La menace s’accélère sur le continent africain. Le cap des 900 cas suspects vient d’être franchi en République démocratique du Congo (RDC), selon une annonce du directeur général de l’Organisation mondiale de la Santé, Tedros Adhanom Ghebreyesus, ce dimanche soir.
Sur le terrain, les autorités sanitaires ont activé une surveillance renforcée. À ce jour, plus d’une centaine de cas ont déjà été confirmés par les laboratoires. Le dernier bilan gouvernemental fait état de plus de 200 morts, tandis que les chiffres continuent d’évoluer.
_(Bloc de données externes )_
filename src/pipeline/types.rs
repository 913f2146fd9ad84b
use serde::{Deserialize, Serialize};

/// One extracted test line from a lab report.
///
/// All five fields are required by the extraction schema. `heading` may come
/// back empty; grouping substitutes a fallback section for it.
#[derive(Debug, Clone, PartialEq, Eq, Hash, Serialize, Deserialize)]
pub struct LabResultRow {
    pub heading: String,
    pub test_name: String,
    pub result: String,
    pub unit: String,
    pub biological_reference_interval: String,
}

impl LabResultRow {
    pub fn field(&self, field: LabField) -> &str {
        match field {
            LabField::Heading => &self.heading,
            LabField::TestName => &self.test_name,
            LabField::Result => &self.result,
            LabField::Unit => &self.unit,
            LabField::ReferenceInterval => &self.biological_reference_interval,
        }
    }

    pub fn set_field(&mut self, field: LabField, value: String) {
        let slot = match field {
            LabField::Heading => &mut self.heading,
            LabField::TestName => &mut self.test_name,
            LabField::Result => &mut self.result,
            LabField::Unit => &mut self.unit,
            LabField::ReferenceInterval => &mut self.biological_reference_interval,
        };
        *slot = value;
    }
}

/// Structured output of a successful extraction, in document order.
#[derive(Debug, Clone, PartialEq, Eq, Default, Serialize, Deserialize)]
pub struct ExtractionResult {
    #[serde(default)]
    pub results: Vec<LabResultRow>,
}

/// Addressable column of a [`LabResultRow`].
#[derive(Debug, Clone, Copy, PartialEq, Eq, Hash, Serialize, Deserialize)]
#[serde(rename_all = "snake_case")]
pub enum LabField {
    Heading,
    TestName,
    Result,
    Unit,
    #[serde(rename = "biological_reference_interval")]
    ReferenceInterval,
}

impl LabField {
    pub const ALL: [LabField; 5] = [
        LabField::Heading,
        LabField::TestName,
        LabField::Result,
        LabField::Unit,
        LabField::ReferenceInterval,
    ];

    /// Columns shown in a section table, left to right. The heading is the
    /// section title, not a column.
    pub const TABLE_COLUMNS: [LabField; 4] = [
        LabField::TestName,
        LabField::Result,
        LabField::Unit,
        LabField::ReferenceInterval,
    ];

    /// Wire name of the field in the extraction JSON.
    pub fn key(self) -> &'static str {
        match self {
            LabField::Heading => "heading",
            LabField::TestName => "test_name",
            LabField::Result => "result",
            LabField::Unit => "unit",
            LabField::ReferenceInterval => "biological_reference_interval",
        }
    }

    pub fn label(self) -> &'static str {
        match self {
            LabField::Heading => "Section",
            LabField::TestName => "Test Name",
            LabField::Result => "Result",
            LabField::Unit => "Unit",
            LabField::ReferenceInterval => "Biological Reference Interval",
        }
    }
}

impl std::fmt::Display for LabField {
    fn fmt(&self, f: &mut std::fmt::Formatter<'_>) -> std::fmt::Result {
        f.write_str(self.key())
    }
}

#[cfg(test)]
mod tests {
    use super::*;

    fn row() -> LabResultRow {
        LabResultRow {
            heading: "Lipid Profile".into(),
            test_name: "HDL".into(),
            result: "45".into(),
            unit: "mg/dL".into(),
            biological_reference_interval: "40-60".into(),
        }
    }

    #[test]
    fn deserializes_wire_row() {
        let json = r#"{"results":[{"heading":"Lipid Profile","test_name":"HDL","result":"45","unit":"mg/dL","biological_reference_interval":"40-60"}]}"#;
        let parsed: ExtractionResult = serde_json::from_str(json).unwrap();
        assert_eq!(parsed.results, vec![row()]);
    }

    #[test]
    fn row_missing_required_field_is_rejected() {
        let json = r#"{"results":[{"heading":"","test_name":"HDL","result":"45","unit":"mg/dL"}]}"#;
        assert!(serde_json::from_str::<ExtractionResult>(json).is_err());
    }

    #[test]
    fn missing_results_key_means_no_rows() {
        let parsed: ExtractionResult = serde_json::from_str("{}").unwrap();
        assert!(parsed.results.is_empty());
    }

    #[test]
    fn set_field_touches_only_target() {
        let mut r = row();
        r.set_field(LabField::Unit, "mmol/L".into());
        assert_eq!(r.unit, "mmol/L");
        assert_eq!(r.result, "45");
        assert_eq!(r.field(LabField::Unit), "mmol/L");
    }

    #[test]
    fn serde_name_matches_key() {
        let json = serde_json::to_string(&LabField::ReferenceInterval).unwrap();
        assert_eq!(json, "\"biological_reference_interval\"");
    }
}
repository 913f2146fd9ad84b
use std::collections::{HashMap, VecDeque};
use std::sync::{Mutex, MutexGuard};

use async_trait::async_trait;

use super::types::{GenerateOptions, InferenceClient, PromptPart};
use super::InferenceError;

/// A call observed by [`MockInferenceClient`].
#[derive(Debug, Clone, PartialEq, Eq)]
pub struct RecordedCall {
    pub model: String,
    pub prompt: String,
    pub document_media_type: Option<String>,
    pub system_instruction: Option<String>,
    pub structured: bool,
}

/// Mock inference client for testing. Replays scripted outcomes per model
/// in order and records every call it receives.
#[derive(Default)]
pub struct MockInferenceClient {
    scripts: Mutex<HashMap<String, VecDeque<Result<String, InferenceError>>>>,
    calls: Mutex<Vec<RecordedCall>>,
}

impl MockInferenceClient {
    pub fn new() -> Self {
        Self::default()
    }

    /// Queue a successful response for `model`.
    pub fn respond(self, model: &str, text: &str) -> Self {
        self.push(model, Ok(text.to_string()));
        self
    }

    /// Queue a failure for `model`.
    pub fn fail(self, model: &str, error: InferenceError) -> Self {
        self.push(model, Err(error));
        self
    }

    /// Queue a provider 503, the shape of a transient outage.
    pub fn unavailable(self, model: &str) -> Self {
        self.fail(
            model,
            InferenceError::Provider {
                status: 503,
                message: "UNAVAILABLE: The model is overloaded. Please try again later.".into(),
            },
        )
    }

    fn push(&self, model: &str, outcome: Result<String, InferenceError>) {
        lock(&self.scripts)
            .entry(model.to_string())
            .or_default()
            .push_back(outcome);
    }

    pub fn calls(&self) -> Vec<RecordedCall> {
        lock(&self.calls).clone()
    }

    pub fn call_count(&self) -> usize {
        lock(&self.calls).len()
    }

    pub fn calls_for(&self, model: &str) -> usize {
        lock(&self.calls).iter().filter(|c| c.model == model).count()
    }
}

fn lock<T>(m: &Mutex<T>) -> MutexGuard<'_, T> {
    m.lock().unwrap_or_else(|poisoned| poisoned.into_inner())
}

#[async_trait]
impl InferenceClient for MockInferenceClient {
    async fn generate(
        &self,
        model: &str,
        parts: &[PromptPart<'_>],
        options: &GenerateOptions<'_>,
    ) -> Result<String, InferenceError> {
        let mut prompt = String::new();
        let mut document_media_type = None;
        for part in parts {
            match part {
                PromptPart::Text(text) => prompt.push_str(text),
                PromptPart::Document(doc) => {
                    document_media_type = Some(doc.media_type().to_string())
                }
            }
        }

        lock(&self.calls).push(RecordedCall {
            model: model.to_string(),
            prompt,
            document_media_type,
            system_instruction: options.system_instruction.map(str::to_string),
            structured: options.response_schema.is_some(),
        });

        lock(&self.scripts)
            .get_mut(model)
            .and_then(VecDeque::pop_front)
            .unwrap_or_else(|| {
                Err(InferenceError::HttpClient(format!(
                    "no scripted response for model {model}"
                )))
            })
    }
}
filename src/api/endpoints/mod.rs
pub mod export;
pub mod extract;
pub mod health;
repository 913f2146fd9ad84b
//! Health check endpoint.

use axum::Json;
use serde::Serialize;

#[derive(Serialize)]
pub struct HealthResponse {
    pub status: &'static str,
    pub version: &'static str,
}

/// `GET /health`: liveness check.
pub async fn check() -> Json<HealthResponse> {
    Json(HealthResponse {
        status: "ok",
        version: crate::config::APP_VERSION,
    })
}
//! HTTP router for the lab report service.
//!
//! Routes:
//! - `POST /extract` (multipart `file`) → `{data: {results: [...]}}`
//! - `POST /export/pdf` (JSON `{results: [...]}`) → `application/pdf`
//! - `GET /health`

use axum::extract::DefaultBodyLimit;
use axum::routing::{get, post};
use axum::Router;
use tower_http::cors::CorsLayer;

use crate::api::endpoints;
use crate::api::types::ApiContext;

/// Build the API router. Request bodies above `ctx.max_upload_bytes` are
/// rejected with 413.
pub fn api_router(ctx: ApiContext) -> Router {
    let body_limit = ctx.max_upload_bytes;

    Router::new()
        .route("/extract", post(endpoints::extract::extract))
        .route("/export/pdf", post(endpoints::export::pdf))
        .route("/health", get(endpoints::health::check))
        .with_state(ctx)
        .layer(DefaultBodyLimit::max(body_limit))
        .layer(CorsLayer::permissive())
}
#[tokio::main]
async fn main() {
    if let Err(e) = labscribe_lib::run().await {
        eprintln!("{}: {e}", labscribe_lib::config::APP_NAME);
        std::process::exit(1);
    }
}
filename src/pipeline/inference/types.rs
use async_trait::async_trait;

use super::InferenceError;
use crate::pipeline::document::DocumentPart;
use crate::pipeline::schema::SchemaNode;

/// One element of a prompt: instruction text or an attached document.
#[derive(Debug, Clone, Copy)]
pub enum PromptPart<'a> {
    Text(&'a str),
    Document(&'a DocumentPart),
}

/// Per-call generation options.
#[derive(Debug, Clone, Copy, Default)]
pub struct GenerateOptions<'a> {
    pub system_instruction: Option<&'a str>,
    /// When set, the model is asked for JSON conforming to this schema.
    pub response_schema: Option<&'a SchemaNode>,
}

/// Generative model client abstraction (allows mocking).
///
/// Given a model, prompt parts and options, return the model's text.
#[async_trait]
pub trait InferenceClient: Send + Sync {
    async fn generate(
        &self,
        model: &str,
        parts: &[PromptPart<'_>],
        options: &GenerateOptions<'_>,
    ) -> Result<String, InferenceError>;
}
//! HTTP surface: upload extraction, PDF export and health routes on axum.

pub mod endpoints;
pub mod error;
pub mod router;
pub mod server;
pub mod types;

pub use error::ApiError;
pub use router::api_router;
pub use server::{start_api_server, ApiServer, ServerError};
pub use types::ApiContext;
Ce qui inquiète particulièrement l’OMS, c’est la souche identifiée. Il s’agit de Bundibugyo, une variante du virus Ebola pour laquelle il n’existe actuellement ni vaccin homologué ni traitement spécifique. Selon les spécialistes, le taux de létalité peut atteindre un patient sur deux. Face à cette situation, l’organisation onusienne a décrété une alerte sanitaire internationale afin de tenter de contenir la propagation du virus.
La République démocratique du Congo replonge ainsi dans une nouvelle crise sanitaire majeure. Depuis plusieurs décennies, Ebola a causé des milliers de décès sur le continent africain, faisant de cette fièvre hémorragique l’un des virus les plus redoutés au monde.
Une véritable course contre la montre médicale et humanitaire est désormais engagée pour éviter une propagation plus large de l’épidémie.